Нырнув на заднее сиденье, Северьян достал оттуда расшитую золотом епитрахиль, надел ее на шею и солидно огладил ладонью. Самым щекотливым моментом было объяснить, почему он должен войти в дом один. «Хотите повидать своего мертвого супруга?» – не годилось. «Только он несколько изменился», – тоже не то. «Возможно, он попробует вас на вкус…»[3]

Всякий раз приходилось импровизировать.

– Я проведу ритуал… – начал он и откашлялся. – Изгнания. Видеть его вам ни к чему. Пока не разрешу, к дому не приближайтесь и в окна не заглядывайте.

Младший Вырыпаев сощурился так, что стал напоминать сушеный урюк.

– А вы нас, батюшка, тем временем… – Мать ткнула его локтем в бок, но жест эффекта не возымел. – Не обнесете?

Северьян вообразил, как он хватает с тумбочки старенький кинескопный телевизор и, путаясь в полах рясы, пытается пропихнуть его на улицу через форточку под вопли и тычки засевшего в доме Есми – когда б не Вырыпаевы, посмеялся бы. А так только растянул губы в смиренной улыбке и посмотрел на хозяина дома насколько сумел ласково.

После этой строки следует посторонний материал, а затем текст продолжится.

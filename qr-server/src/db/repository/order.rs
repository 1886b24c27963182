//! Order Repository
//!
//! Persistence for both order shapes (qr_order / card_order). Status
//! transitions are conditional updates; the allowed predecessor states are
//! checked inside the UPDATE statement itself, so two racing transitions
//! serialize at the storage layer and a terminal-state check can never be
//! bypassed.

use serde::Deserialize;
use surrealdb::Surreal;
use surrealdb::engine::local::Db;
use uuid::Uuid;

use super::{BaseRepository, RepoError, RepoResult, strip_table_prefix};
use shared::models::{Order, OrderStatus};
use shared::util::now_rfc3339;

const ORDER_TABLE: &str = "order";

#[derive(Clone)]
pub struct OrderRepository {
    base: BaseRepository,
}

/// Filters for the owner-scoped listing
#[derive(Debug, Clone, Default)]
pub struct OrderListFilter {
    pub owner: String,
    pub status: Option<OrderStatus>,
    pub search_term: Option<String>,
    pub limit: i64,
    pub start: i64,
}

#[derive(Debug, Deserialize)]
struct CountRow {
    total: i64,
}

#[derive(Debug, Deserialize)]
struct IdRow {
    #[allow(dead_code)]
    id: String,
}

impl OrderRepository {
    pub fn new(db: Surreal<Db>) -> Self {
        Self {
            base: BaseRepository::new(db),
        }
    }

    /// Find order by id
    pub async fn find_by_id(&self, id: &str) -> RepoResult<Option<Order>> {
        let pure_id = strip_table_prefix(ORDER_TABLE, id);
        let mut result = self
            .base
            .db()
            .query("SELECT *, <string>id AS id FROM type::thing($table, $id)")
            .bind(("table", ORDER_TABLE))
            .bind(("id", pure_id.to_string()))
            .await?;
        let orders: Vec<Order> = result.take(0)?;
        Ok(orders.into_iter().next())
    }

    /// Persist a fully validated order
    pub async fn create(&self, mut order: Order) -> RepoResult<Order> {
        let key = Uuid::new_v4().simple().to_string();
        order.id = None;

        self.base
            .db()
            .query("CREATE type::thing($table, $id) CONTENT $data RETURN NONE")
            .bind(("table", ORDER_TABLE))
            .bind(("id", key.clone()))
            .bind(("data", order))
            .await?
            .check()?;

        self.find_by_id(&key)
            .await?
            .ok_or_else(|| RepoError::Database("Failed to create order".into()))
    }

    /// Owner-scoped paginated listing. qr_orders match on their QR owner;
    /// stand-alone card orders carry no owner and are visible to the
    /// authenticated administration surface (authorization itself is the
    /// gateway's concern).
    pub async fn find_page(&self, filter: &OrderListFilter) -> RepoResult<(Vec<Order>, i64)> {
        let mut conditions =
            vec!["(qrCodeOwnerId = $owner OR orderType = 'card_order')".to_string()];
        if filter.status.is_some() {
            conditions.push("status = $status".to_string());
        }
        if filter.search_term.is_some() {
            conditions.push(
                "(orderNumber CONTAINS $q OR customerInfo.name CONTAINS $q \
                 OR customerInfo.phone CONTAINS $q)"
                    .to_string(),
            );
        }
        let where_clause = conditions.join(" AND ");

        let list_sql = format!(
            "SELECT *, <string>id AS id FROM order WHERE {} \
             ORDER BY createdAt DESC LIMIT $limit START $start",
            where_clause
        );
        let count_sql = format!(
            "SELECT count() AS total FROM order WHERE {} GROUP ALL",
            where_clause
        );

        let mut query = self
            .base
            .db()
            .query(&list_sql)
            .query(&count_sql)
            .bind(("owner", filter.owner.clone()))
            .bind(("limit", filter.limit))
            .bind(("start", filter.start));
        if let Some(status) = filter.status {
            query = query.bind(("status", status.as_str()));
        }
        if let Some(q) = &filter.search_term {
            query = query.bind(("q", q.clone()));
        }

        let mut result = query.await?;
        let orders: Vec<Order> = result.take(0)?;
        let counts: Vec<CountRow> = result.take(1)?;
        let total = counts.first().map(|c| c.total).unwrap_or(0);
        Ok((orders, total))
    }

    /// Conditionally move an order into `next`, only when its current
    /// status is one of `allowed_from`. The timestamp field for `next` is
    /// set with `?? $now`, so re-entering an already-visited state never
    /// overwrites the original timestamp. Returns the updated order, or
    /// `None` when the condition did not match (caller disambiguates
    /// not-found / illegal transition).
    pub async fn transition(
        &self,
        id: &str,
        next: OrderStatus,
        allowed_from: &[OrderStatus],
        admin_notes: Option<String>,
    ) -> RepoResult<Option<Order>> {
        let pure_id = strip_table_prefix(ORDER_TABLE, id);
        let timestamp_field = match next {
            OrderStatus::Confirmed => Some("confirmedAt"),
            OrderStatus::Cancelled => Some("cancelledAt"),
            OrderStatus::Delivered => Some("deliveredAt"),
            OrderStatus::Pending => None,
        };

        let mut set_parts = vec![
            "status = $status".to_string(),
            "updatedAt = $now".to_string(),
        ];
        if let Some(field) = timestamp_field {
            set_parts.push(format!("{field} = {field} ?? $now"));
        }
        if admin_notes.is_some() {
            set_parts.push("adminNotes = $admin_notes".to_string());
        }

        let sql = format!(
            "UPDATE type::thing($table, $id) SET {} \
             WHERE status IN $allowed RETURN <string>id AS id",
            set_parts.join(", ")
        );

        let allowed: Vec<String> = allowed_from.iter().map(|s| s.as_str().to_string()).collect();
        let mut query = self
            .base
            .db()
            .query(&sql)
            .bind(("table", ORDER_TABLE))
            .bind(("id", pure_id.to_string()))
            .bind(("status", next.as_str()))
            .bind(("now", now_rfc3339()))
            .bind(("allowed", allowed));
        if let Some(notes) = admin_notes {
            query = query.bind(("admin_notes", notes));
        }

        let mut result = query.await?;
        let updated: Vec<IdRow> = result.take(0)?;
        if updated.is_empty() {
            return Ok(None);
        }
        self.find_by_id(pure_id).await
    }

    /// Delete an order
    pub async fn delete(&self, id: &str) -> RepoResult<()> {
        let pure_id = strip_table_prefix(ORDER_TABLE, id);
        if self.find_by_id(pure_id).await?.is_none() {
            return Err(RepoError::NotFound(format!("Order {} not found", id)));
        }
        self.base
            .db()
            .query("DELETE type::thing($table, $id)")
            .bind(("table", ORDER_TABLE))
            .bind(("id", pure_id.to_string()))
            .await?
            .check()?;
        Ok(())
    }
}
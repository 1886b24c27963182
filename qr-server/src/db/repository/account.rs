//! Account Repository

use super::{BaseRepository, RepoResult, strip_table_prefix};
use shared::models::Account;
use shared::util::now_rfc3339;
use surrealdb::Surreal;
use surrealdb::engine::local::Db;
use uuid::Uuid;

const ACCOUNT_TABLE: &str = "account";

#[derive(Clone)]
pub struct AccountRepository {
    base: BaseRepository,
}

impl AccountRepository {
    pub fn new(db: Surreal<Db>) -> Self {
        Self {
            base: BaseRepository::new(db),
        }
    }

    /// Find account by id
    pub async fn find_by_id(&self, id: &str) -> RepoResult<Option<Account>> {
        let pure_id = strip_table_prefix(ACCOUNT_TABLE, id);
        let mut result = self
            .base
            .db()
            .query("SELECT *, <string>id AS id FROM type::thing($table, $id)")
            .bind(("table", ACCOUNT_TABLE))
            .bind(("id", pure_id.to_string()))
            .await?;
        let accounts: Vec<Account> = result.take(0)?;
        Ok(accounts.into_iter().next())
    }

    /// Create an account record. The auth/billing service owns accounts;
    /// this exists for provisioning and tests.
    pub async fn create(&self, mut account: Account) -> RepoResult<Account> {
        let key = Uuid::new_v4().simple().to_string();
        account.id = None;
        account.created_at = Some(now_rfc3339());

        self.base
            .db()
            .query("CREATE type::thing($table, $id) CONTENT $data RETURN NONE")
            .bind(("table", ACCOUNT_TABLE))
            .bind(("id", key.clone()))
            .bind(("data", account))
            .await?
            .check()?;

        self.find_by_id(&key)
            .await?
            .ok_or_else(|| super::RepoError::Database("Failed to create account".into()))
    }
}
use qr_server::{Config, Server, ServerState, print_banner, setup_environment};

#[tokio::main]
async fn main() -> anyhow::Result<()> {
    // 1. Environment (dotenv, logging)
    setup_environment()?;

    print_banner();

    tracing::info!("QR Server starting...");

    // 2. Load configuration
    let config = Config::from_env();

    // 3. Initialize server state (database, schema)
    let state = ServerState::initialize(&config).await?;

    // 4. Run the HTTP server
    let server = Server::with_state(config, state);

    if let Err(e) = server.run().await {
        tracing::error!("Server error: {}", e);
        return Err(e);
    }

    Ok(())
}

– Ты, – будто дитяти неразумному, пояснил он Вырыпаеву, – помыслами своими не меня обижаешь, а беса ублажаешь. Есть охота – стереги свое добро, но бес, как меня увидит, от страха начнет по избе скакать и в тебя, маловерного, войдет. И уд твой после этого до самой смерти не встанет, – припечатал он для надежности.

– Господь, твоя воля… – охнула вырыпаевская мать и перекрестилась.

Вырыпаев сошел с лица и потупился, явно что-то обдумывая.

– А ты сам-то как, батюшка? Не боишься? – крикнул он, когда Северьян, решив, что разговор исчерпан, направился к дому. – Сам-то он как?.. – Это уже матери, потому что Северьян до ответа не снизошел.

– Да ему, чай, и не надо, – забубнила та. – А такой молодой еще, видный, девки небось вьются… Тяжко, тяжко. Господь, твоя воля!

Девки… Тут с одной-то не знаешь, как разобраться.

Дом встретил его запахом плесени и тиканьем часов. Северьян прилежно разулся, поставил ботинки бок о бок и в одних носках прокрался в единственную большую комнату. Шкаф-горка с сервизом, иконы, вязаные крючком салфеточки. Из кухни погромыхивало. Северьян по очереди задернул все шторы, выволок в центр комнаты табурет и уселся на него, поджав ноги. Потер небритую щеку, достал из внутреннего кармана, подшитого к рясе, фляжку, приложился к горлышку, подозревая коньяк, но внутри оказался виски. Еще лучше. Северьян кашлянул – горло простудно саднило.

– Благословен Бог наш всегда!.. – заблажил он поставленным голосом.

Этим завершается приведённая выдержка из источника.